Novel Direct Arylation and Amination Reactions: Rapid Synthesis of Functionalized Biaryls, Arylamines and Heterocycles

August 26, 2016

Laszlo Kurti

The growth of knowledge in the chemical sciences has seen a dramatic increase since the beginning of the 21st century. The advance is particularly significant in synthetic chemistry because of its centrality and value to society. Key to all of this is the constant development of novel C-C and C-heteroatom bond-forming strategies, methods and reagents that expand the toolbox of synthetic organic chemists and enable the environmentally friendly construction of complex molecular structures using the fewest number of chemical steps and generating the least amount waste. The Kürti lab has been exploring several fundamentally new strategies for the transition-metal-free direct: (i) arylation of arenes; (ii); a-arylation of ketones, esters and amides; (iii) O-arylation of oximes; (iv) primary amination of arylmetals such as aryl Grignard reagents and arylboronic acids; (v) intramolecular C(sp2)-H amination of arenes; (vi) double arylation of a suitable nitrogen linchpin reagents to afford diarylamines. We have also discovered, in collaboration with the Falck (UTSW) and Ess labs (BYU), the Rh-catalyzed direct N-H/N-alkyl aziridination of olefins as well as the primary (-NH2) and NH-alkyl amination of arenes, transformations that eluded synthetic chemists for decades. These methods have one common feature: a weak N-N or N-O bond is cleaved in order to form a stronger C-C or C-N bond.

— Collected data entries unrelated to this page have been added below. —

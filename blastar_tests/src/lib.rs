//! Fixtures shared by the integration tests.

use std::time::Duration;

use blastar_client::{game::SpriteSheet, input::InputState, GameClient};
use blastar_relay::relay::bind_ephemeral;
use blastar_shared::{config::ArenaConfig, render::NullRenderer};
use tokio::task::JoinHandle;

/// Upper bound on frames any scenario may take.
pub const MAX_FRAMES: usize = 400;

/// Pause between frames so datagrams can cross the loopback.
pub const FRAME_GAP: Duration = Duration::from_millis(2);

pub fn init_tracing() {
    let _ = tracing_subscriber::fmt()
        .with_env_filter("info")
        .with_test_writer()
        .try_init();
}

/// Starts a relay on an ephemeral port. The returned config points at it.
pub async fn spawn_relay() -> anyhow::Result<(ArenaConfig, JoinHandle<()>)> {
    let (mut relay, cfg) = bind_ephemeral().await?;
    let handle = tokio::spawn(async move { relay.run().await });
    Ok((cfg, handle))
}

/// A headless client connected to `cfg.relay_addr`.
pub async fn connect_client(cfg: &ArenaConfig) -> anyhow::Result<GameClient> {
    GameClient::connect(cfg, Box::new(NullRenderer), SpriteSheet::default()).await
}

/// Input with nothing held, at the configured frame rate.
pub fn idle(cfg: &ArenaConfig) -> InputState {
    InputState::new(Default::default(), cfg.target_fps as f32)
}
//! Headless client binary.
//!
//! Usage:
//!   cargo run -p blastar_client -- [--relay 127.0.0.1:40000] [--config arena.json] [--offline]
//!
//! Without a window the player is steered from stdin. Each movement command
//! holds its key for a number of frames (default 1).
//!
//! Console commands:
//!   left|right|up|down [frames] - Hold a direction
//!   shoot [frames]              - Hold the fire key
//!   status                      - Show client status
//!   quit                        - Leave the relay and exit

use std::env;
use std::io::{BufRead, Write};
use std::path::{Path, PathBuf};
use std::sync::Arc;
use std::time::{Duration, Instant};

use anyhow::Context;
use blastar_client::{
    client::{ClientState, GameClient},
    game::{Game, SpriteSheet},
    input::{parse_key, InputState, QueuedInput},
};
use blastar_shared::{
    config::ArenaConfig,
    render::{ImageLoader, InputSource, KeySet, NullRenderer, SpriteId},
    rules::ClampToArena,
};
use tokio::sync::mpsc;
use tracing::{info, warn};

struct Args {
    config: Option<PathBuf>,
    relay: Option<String>,
    assets: PathBuf,
    offline: bool,
}

fn parse_args() -> Args {
    let mut parsed = Args {
        config: None,
        relay: None,
        assets: PathBuf::from("assets"),
        offline: false,
    };
    let args: Vec<String> = env::args().collect();
    let mut i = 1;
    while i < args.len() {
        match args[i].as_str() {
            "--config" if i + 1 < args.len() => {
                parsed.config = Some(PathBuf::from(&args[i + 1]));
                i += 2;
            }
            "--relay" if i + 1 < args.len() => {
                parsed.relay = Some(args[i + 1].clone());
                i += 2;
            }
            "--assets" if i + 1 < args.len() => {
                parsed.assets = PathBuf::from(&args[i + 1]);
                i += 2;
            }
            "--offline" => {
                parsed.offline = true;
                i += 1;
            }
            _ => i += 1,
        }
    }
    parsed
}

/// Hands out sprite ids without decoding anything.
#[derive(Default)]
struct HeadlessImages {
    next: u32,
}

impl ImageLoader for HeadlessImages {
    fn load_image(&mut self, path: &Path) -> anyhow::Result<SpriteId> {
        self.next += 1;
        tracing::trace!(path = %path.display(), id = self.next, "Sprite registered");
        Ok(SpriteId(self.next))
    }
}

enum ConsoleAction {
    None,
    Status,
    Quit,
}

fn exec_console(line: &str, input: &mut QueuedInput) -> ConsoleAction {
    let tokens: Vec<&str> = line.split_whitespace().collect();
    let Some(&command) = tokens.first() else {
        return ConsoleAction::None;
    };
    match command {
        "status" => ConsoleAction::Status,
        "quit" | "exit" => ConsoleAction::Quit,
        word => match parse_key(word) {
            Some(key) => {
                let frames = tokens.get(1).and_then(|n| n.parse().ok()).unwrap_or(1);
                input.hold(key, frames);
                ConsoleAction::None
            }
            None => {
                println!("Unknown command: {word}");
                ConsoleAction::None
            }
        },
    }
}

fn spawn_console() -> mpsc::Receiver<String> {
    let (console_tx, console_rx) = mpsc::channel::<String>(32);
    std::thread::spawn(move || {
        let stdin = std::io::stdin();
        let mut stdout = std::io::stdout();
        loop {
            print!("] ");
            let _ = stdout.flush();
            let mut line = String::new();
            match stdin.lock().read_line(&mut line) {
                Ok(0) | Err(_) => break,
                Ok(_) => {}
            }
            let line = line.trim().to_string();
            if !line.is_empty() && console_tx.blocking_send(line).is_err() {
                break;
            }
        }
    });
    console_rx
}

/// Measures the frame rate from the gap between frames.
struct FrameClock {
    last: Instant,
}

impl FrameClock {
    fn new() -> Self {
        Self {
            last: Instant::now(),
        }
    }

    fn fps(&mut self) -> f32 {
        let now = Instant::now();
        let dt = now.duration_since(self.last).as_secs_f32();
        self.last = now;
        if dt > 0.0 {
            1.0 / dt
        } else {
            0.0
        }
    }
}

#[tokio::main]
async fn main() -> anyhow::Result<()> {
    tracing_subscriber::fmt()
        .with_env_filter(
            tracing_subscriber::EnvFilter::try_from_default_env().unwrap_or_else(|_| "info".into()),
        )
        .init();

    let args = parse_args();
    let mut cfg = match &args.config {
        Some(path) => ArenaConfig::load(path)?,
        None => ArenaConfig::default(),
    };
    if let Some(relay) = &args.relay {
        cfg.relay_addr = relay.clone();
    }
    let sprites = SpriteSheet::load(&mut HeadlessImages::default(), &args.assets)
        .context("load sprites")?;

    info!(fps = cfg.target_fps, offline = args.offline, "Starting client");

    if args.offline {
        run_offline(cfg, sprites).await
    } else {
        run_online(cfg, sprites).await
    }
}

async fn run_offline(cfg: ArenaConfig, sprites: SpriteSheet) -> anyhow::Result<()> {
    let mut rng = rand::thread_rng();
    let hooks = Arc::new(ClampToArena { bounds: cfg.arena });
    let mut game = Game::new(cfg.clone(), Box::new(NullRenderer), sprites, hooks, &mut rng);
    game.spawn_enemy(&mut rng);
    drop(rng);

    let mut console_rx = spawn_console();
    let mut input = QueuedInput::default();
    let mut clock = FrameClock::new();
    let mut ticker = tokio::time::interval(frame_period(&cfg));

    println!("Offline. Type 'status' for info, 'quit' to exit.");
    loop {
        ticker.tick().await;
        while let Ok(line) = console_rx.try_recv() {
            match exec_console(&line, &mut input) {
                ConsoleAction::None => {}
                ConsoleAction::Status => {
                    let m = game.manager();
                    println!("Frame: {}", m.frame());
                    for e in m.entities() {
                        let pos = e.position();
                        println!("  {} ({:.1}, {:.1}) {:?}", e.id(), pos.x, pos.y, e.state());
                    }
                }
                ConsoleAction::Quit => return Ok(()),
            }
        }

        let keys = input.poll_keys();
        if keys.contains(KeySet::QUIT) {
            return Ok(());
        }
        game.apply_input(&InputState::new(keys, clock.fps()), |_| {});
        game.tick();
    }
}

async fn run_online(cfg: ArenaConfig, sprites: SpriteSheet) -> anyhow::Result<()> {
    let mut client = GameClient::connect(&cfg, Box::new(NullRenderer), sprites)
        .await
        .context("connect")?;

    let mut console_rx = spawn_console();
    let mut input = QueuedInput::default();
    let mut clock = FrameClock::new();
    let mut ticker = tokio::time::interval(frame_period(&cfg));
    let mut announced_disconnect = false;

    println!("Joined relay. Type 'status' for info, 'quit' to exit.");
    loop {
        ticker.tick().await;
        let mut quit = false;
        while let Ok(line) = console_rx.try_recv() {
            match exec_console(&line, &mut input) {
                ConsoleAction::None => {}
                ConsoleAction::Status => {
                    for line in client.status() {
                        println!("{line}");
                    }
                }
                ConsoleAction::Quit => quit = true,
            }
        }

        let keys = input.poll_keys();
        if quit || keys.contains(KeySet::QUIT) {
            break;
        }
        if let Err(e) = client.frame(&InputState::new(keys, clock.fps())).await {
            warn!(error = %e, "Frame failed");
        }
        if client.state == ClientState::Disconnected && !announced_disconnect {
            println!("No longer receiving from relay, continuing locally.");
            announced_disconnect = true;
        }
    }

    client.quit().await
}

fn frame_period(cfg: &ArenaConfig) -> Duration {
    Duration::from_secs_f32(1.0 / cfg.target_fps.max(1) as f32)
}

In-depth experimental and computational studies have already identified the critical factors required for efficient alkyl-aryl, aryl-aryl, O-aryl and N-aryl bond-formation and led to several innovative and environmentally benign methods for the rapid preparation of structurally diverse arylated carbonyl compounds, functionalized biaryls as well as O- and N-heterocycles.